[Collected data]
========================================
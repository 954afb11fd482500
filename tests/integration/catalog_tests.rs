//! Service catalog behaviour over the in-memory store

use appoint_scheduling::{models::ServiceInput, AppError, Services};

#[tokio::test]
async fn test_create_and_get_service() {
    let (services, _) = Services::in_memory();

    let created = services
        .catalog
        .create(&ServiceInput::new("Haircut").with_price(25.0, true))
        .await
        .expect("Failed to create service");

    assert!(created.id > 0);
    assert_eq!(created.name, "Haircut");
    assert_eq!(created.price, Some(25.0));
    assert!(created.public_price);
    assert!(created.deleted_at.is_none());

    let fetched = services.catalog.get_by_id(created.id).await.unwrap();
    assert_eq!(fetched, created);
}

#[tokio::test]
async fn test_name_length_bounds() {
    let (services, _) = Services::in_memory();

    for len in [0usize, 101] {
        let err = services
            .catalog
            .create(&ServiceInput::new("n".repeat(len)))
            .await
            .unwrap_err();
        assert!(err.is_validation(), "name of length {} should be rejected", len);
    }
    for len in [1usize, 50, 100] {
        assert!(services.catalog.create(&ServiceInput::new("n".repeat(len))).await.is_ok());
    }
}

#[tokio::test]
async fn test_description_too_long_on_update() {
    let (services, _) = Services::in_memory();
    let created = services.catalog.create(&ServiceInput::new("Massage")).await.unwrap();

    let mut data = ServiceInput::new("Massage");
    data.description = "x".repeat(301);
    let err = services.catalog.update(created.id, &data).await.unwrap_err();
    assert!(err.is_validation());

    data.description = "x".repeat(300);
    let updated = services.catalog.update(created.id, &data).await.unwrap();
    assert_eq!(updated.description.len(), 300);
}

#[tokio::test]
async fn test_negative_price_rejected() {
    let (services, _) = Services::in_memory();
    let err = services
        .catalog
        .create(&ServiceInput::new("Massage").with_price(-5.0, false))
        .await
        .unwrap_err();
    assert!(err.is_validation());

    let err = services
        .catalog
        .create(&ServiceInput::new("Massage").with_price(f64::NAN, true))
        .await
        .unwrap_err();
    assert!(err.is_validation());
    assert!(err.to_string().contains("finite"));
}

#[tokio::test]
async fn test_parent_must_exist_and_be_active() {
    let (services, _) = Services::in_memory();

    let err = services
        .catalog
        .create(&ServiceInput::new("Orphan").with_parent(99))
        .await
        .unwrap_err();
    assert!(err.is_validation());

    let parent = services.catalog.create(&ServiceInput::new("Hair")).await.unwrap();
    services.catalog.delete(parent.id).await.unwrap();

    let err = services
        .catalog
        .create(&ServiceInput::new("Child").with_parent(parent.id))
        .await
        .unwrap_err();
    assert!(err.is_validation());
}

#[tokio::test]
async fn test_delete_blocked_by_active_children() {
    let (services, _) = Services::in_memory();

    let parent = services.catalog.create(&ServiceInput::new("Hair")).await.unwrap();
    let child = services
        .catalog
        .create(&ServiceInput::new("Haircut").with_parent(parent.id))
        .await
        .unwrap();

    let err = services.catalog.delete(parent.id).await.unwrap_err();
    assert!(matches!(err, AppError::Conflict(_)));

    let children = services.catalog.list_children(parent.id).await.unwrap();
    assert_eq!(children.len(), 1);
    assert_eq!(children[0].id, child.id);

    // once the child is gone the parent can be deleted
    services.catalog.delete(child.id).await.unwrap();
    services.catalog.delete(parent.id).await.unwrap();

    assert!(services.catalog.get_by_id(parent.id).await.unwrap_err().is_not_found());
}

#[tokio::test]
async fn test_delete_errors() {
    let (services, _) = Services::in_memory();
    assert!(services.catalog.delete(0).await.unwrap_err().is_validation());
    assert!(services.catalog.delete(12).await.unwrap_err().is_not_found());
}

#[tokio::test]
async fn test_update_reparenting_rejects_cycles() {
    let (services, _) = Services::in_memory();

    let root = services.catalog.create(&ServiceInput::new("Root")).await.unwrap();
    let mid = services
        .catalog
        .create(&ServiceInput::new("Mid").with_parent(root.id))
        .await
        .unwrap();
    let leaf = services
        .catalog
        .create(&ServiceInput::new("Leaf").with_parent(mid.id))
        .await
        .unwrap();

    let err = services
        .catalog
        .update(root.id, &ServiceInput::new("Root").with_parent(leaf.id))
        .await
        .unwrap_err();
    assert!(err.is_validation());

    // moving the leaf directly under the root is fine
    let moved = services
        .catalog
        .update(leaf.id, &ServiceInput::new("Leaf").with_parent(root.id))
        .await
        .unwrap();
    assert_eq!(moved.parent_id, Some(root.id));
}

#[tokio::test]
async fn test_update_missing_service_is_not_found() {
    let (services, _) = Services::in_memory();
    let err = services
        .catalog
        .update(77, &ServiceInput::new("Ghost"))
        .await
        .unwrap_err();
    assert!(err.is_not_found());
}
========================================
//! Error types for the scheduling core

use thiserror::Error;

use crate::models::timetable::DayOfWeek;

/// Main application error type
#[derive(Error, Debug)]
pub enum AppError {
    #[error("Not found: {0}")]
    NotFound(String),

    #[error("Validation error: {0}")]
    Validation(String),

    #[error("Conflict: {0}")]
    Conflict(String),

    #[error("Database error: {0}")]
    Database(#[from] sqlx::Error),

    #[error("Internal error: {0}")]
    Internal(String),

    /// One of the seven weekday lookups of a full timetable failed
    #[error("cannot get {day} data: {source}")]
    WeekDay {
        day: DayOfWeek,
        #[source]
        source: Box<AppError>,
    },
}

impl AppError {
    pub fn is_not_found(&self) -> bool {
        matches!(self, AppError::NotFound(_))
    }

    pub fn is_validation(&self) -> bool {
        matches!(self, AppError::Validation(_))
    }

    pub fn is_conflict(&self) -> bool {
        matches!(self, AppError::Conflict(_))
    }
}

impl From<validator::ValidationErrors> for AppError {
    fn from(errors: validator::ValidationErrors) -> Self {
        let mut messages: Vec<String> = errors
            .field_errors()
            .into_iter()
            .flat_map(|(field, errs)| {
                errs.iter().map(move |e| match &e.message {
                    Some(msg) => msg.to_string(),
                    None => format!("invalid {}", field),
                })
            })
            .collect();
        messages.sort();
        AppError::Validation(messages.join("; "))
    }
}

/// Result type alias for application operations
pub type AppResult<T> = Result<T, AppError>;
========================================
**Work instructions:** Look above for the line with "let leaf = services"; retype exactly that line, every line after it up to the line with "async fn test_update_missing_service_is_not_found()", and that line too, nothing else.

**Exercise answer:**
    let leaf = services
        .catalog
        .create(&ServiceInput::new("Leaf").with_parent(mid.id))
        .await
        .unwrap();

    let err = services
        .catalog
        .update(root.id, &ServiceInput::new("Root").with_parent(leaf.id))
        .await
        .unwrap_err();
    assert!(err.is_validation());

    // moving the leaf directly under the root is fine
    let moved = services
        .catalog
        .update(leaf.id, &ServiceInput::new("Leaf").with_parent(root.id))
        .await
        .unwrap();
    assert_eq!(moved.parent_id, Some(root.id));
}

#[tokio::test]
async fn test_update_missing_service_is_not_found() {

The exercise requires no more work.